---------- Records supplied

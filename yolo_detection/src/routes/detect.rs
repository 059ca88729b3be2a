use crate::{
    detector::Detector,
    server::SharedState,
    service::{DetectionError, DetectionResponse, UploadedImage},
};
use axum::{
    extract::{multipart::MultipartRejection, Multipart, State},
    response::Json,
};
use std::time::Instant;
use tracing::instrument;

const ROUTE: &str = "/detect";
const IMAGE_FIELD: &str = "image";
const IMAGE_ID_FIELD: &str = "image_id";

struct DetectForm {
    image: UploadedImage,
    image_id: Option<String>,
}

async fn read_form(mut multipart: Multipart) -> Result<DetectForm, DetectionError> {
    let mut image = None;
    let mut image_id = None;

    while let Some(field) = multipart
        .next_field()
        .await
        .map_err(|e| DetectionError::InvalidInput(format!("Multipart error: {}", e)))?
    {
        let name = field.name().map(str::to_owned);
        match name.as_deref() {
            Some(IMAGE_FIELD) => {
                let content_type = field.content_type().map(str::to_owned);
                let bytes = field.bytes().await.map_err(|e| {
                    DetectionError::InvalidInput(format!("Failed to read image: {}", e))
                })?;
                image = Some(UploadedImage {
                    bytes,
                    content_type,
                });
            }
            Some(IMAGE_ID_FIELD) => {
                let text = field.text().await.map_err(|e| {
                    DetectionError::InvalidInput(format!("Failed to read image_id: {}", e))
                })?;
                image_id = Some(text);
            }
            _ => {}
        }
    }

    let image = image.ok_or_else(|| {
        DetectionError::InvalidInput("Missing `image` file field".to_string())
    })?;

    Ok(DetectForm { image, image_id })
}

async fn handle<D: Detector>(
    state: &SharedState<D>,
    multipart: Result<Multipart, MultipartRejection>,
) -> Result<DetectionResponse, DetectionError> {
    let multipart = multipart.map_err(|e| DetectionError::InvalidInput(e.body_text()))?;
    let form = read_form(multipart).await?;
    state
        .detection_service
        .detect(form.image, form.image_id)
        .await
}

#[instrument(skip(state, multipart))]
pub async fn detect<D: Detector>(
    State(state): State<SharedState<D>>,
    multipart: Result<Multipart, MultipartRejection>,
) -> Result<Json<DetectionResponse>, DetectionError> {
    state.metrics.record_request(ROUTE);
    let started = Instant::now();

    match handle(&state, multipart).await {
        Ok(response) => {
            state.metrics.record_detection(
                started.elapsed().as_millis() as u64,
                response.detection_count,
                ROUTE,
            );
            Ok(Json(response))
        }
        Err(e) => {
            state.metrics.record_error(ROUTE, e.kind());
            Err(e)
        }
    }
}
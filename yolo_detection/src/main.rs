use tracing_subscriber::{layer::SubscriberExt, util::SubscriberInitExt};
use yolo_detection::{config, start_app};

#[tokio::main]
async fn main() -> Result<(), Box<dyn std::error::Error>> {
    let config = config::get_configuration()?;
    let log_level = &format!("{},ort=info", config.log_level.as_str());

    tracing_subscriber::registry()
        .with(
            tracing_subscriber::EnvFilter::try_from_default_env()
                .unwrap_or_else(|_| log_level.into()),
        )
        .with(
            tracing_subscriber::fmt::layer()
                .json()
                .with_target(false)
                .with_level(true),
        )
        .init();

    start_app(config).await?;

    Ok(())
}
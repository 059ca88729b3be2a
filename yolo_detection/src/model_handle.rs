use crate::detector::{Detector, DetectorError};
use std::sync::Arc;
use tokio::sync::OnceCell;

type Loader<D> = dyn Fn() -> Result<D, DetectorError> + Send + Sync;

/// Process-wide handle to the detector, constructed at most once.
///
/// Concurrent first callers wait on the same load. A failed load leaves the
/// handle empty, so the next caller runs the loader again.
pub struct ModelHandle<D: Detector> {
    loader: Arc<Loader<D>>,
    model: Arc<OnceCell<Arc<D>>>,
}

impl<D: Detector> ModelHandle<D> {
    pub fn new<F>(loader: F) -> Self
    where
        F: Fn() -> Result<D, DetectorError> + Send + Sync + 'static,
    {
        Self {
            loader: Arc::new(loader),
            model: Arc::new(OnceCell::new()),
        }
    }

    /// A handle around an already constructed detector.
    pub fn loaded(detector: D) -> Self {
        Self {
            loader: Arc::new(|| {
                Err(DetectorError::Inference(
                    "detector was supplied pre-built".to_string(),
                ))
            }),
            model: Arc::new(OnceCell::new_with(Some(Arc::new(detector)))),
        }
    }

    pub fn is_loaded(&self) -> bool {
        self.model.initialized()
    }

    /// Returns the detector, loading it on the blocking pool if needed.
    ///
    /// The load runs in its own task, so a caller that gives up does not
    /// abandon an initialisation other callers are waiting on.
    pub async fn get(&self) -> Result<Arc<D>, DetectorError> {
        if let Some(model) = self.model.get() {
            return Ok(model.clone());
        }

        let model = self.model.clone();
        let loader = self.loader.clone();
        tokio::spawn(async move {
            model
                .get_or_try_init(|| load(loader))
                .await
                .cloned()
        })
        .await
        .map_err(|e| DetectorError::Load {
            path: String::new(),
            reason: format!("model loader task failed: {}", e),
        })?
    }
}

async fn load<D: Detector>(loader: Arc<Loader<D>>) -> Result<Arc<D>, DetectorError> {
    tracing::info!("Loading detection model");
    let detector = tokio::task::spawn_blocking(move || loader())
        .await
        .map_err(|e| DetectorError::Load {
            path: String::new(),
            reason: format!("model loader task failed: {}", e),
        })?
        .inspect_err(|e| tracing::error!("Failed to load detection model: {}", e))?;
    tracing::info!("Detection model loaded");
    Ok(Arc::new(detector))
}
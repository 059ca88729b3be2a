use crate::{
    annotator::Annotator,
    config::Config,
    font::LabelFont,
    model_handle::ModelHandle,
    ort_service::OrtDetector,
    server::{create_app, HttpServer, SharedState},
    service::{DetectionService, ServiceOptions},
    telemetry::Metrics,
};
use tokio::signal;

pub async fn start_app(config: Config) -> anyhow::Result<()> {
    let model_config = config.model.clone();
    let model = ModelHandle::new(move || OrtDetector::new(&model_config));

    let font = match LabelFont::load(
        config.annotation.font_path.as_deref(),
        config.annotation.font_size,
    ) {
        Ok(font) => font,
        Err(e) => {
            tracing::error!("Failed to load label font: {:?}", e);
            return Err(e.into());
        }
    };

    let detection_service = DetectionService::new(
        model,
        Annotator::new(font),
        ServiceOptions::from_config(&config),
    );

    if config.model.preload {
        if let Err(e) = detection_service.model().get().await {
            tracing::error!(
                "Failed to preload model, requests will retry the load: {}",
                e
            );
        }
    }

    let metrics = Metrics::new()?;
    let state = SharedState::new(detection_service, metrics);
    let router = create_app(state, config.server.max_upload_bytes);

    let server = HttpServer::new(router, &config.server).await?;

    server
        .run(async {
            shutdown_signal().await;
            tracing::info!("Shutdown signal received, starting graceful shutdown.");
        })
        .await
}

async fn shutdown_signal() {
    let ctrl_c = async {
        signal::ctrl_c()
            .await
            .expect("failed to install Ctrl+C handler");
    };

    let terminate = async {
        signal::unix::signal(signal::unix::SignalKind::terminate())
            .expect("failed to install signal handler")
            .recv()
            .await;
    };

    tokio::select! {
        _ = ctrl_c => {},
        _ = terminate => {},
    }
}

--------------------

Task item
Count up the lines of the data that include "instrument". Reply with a number only.

Exercise answer
2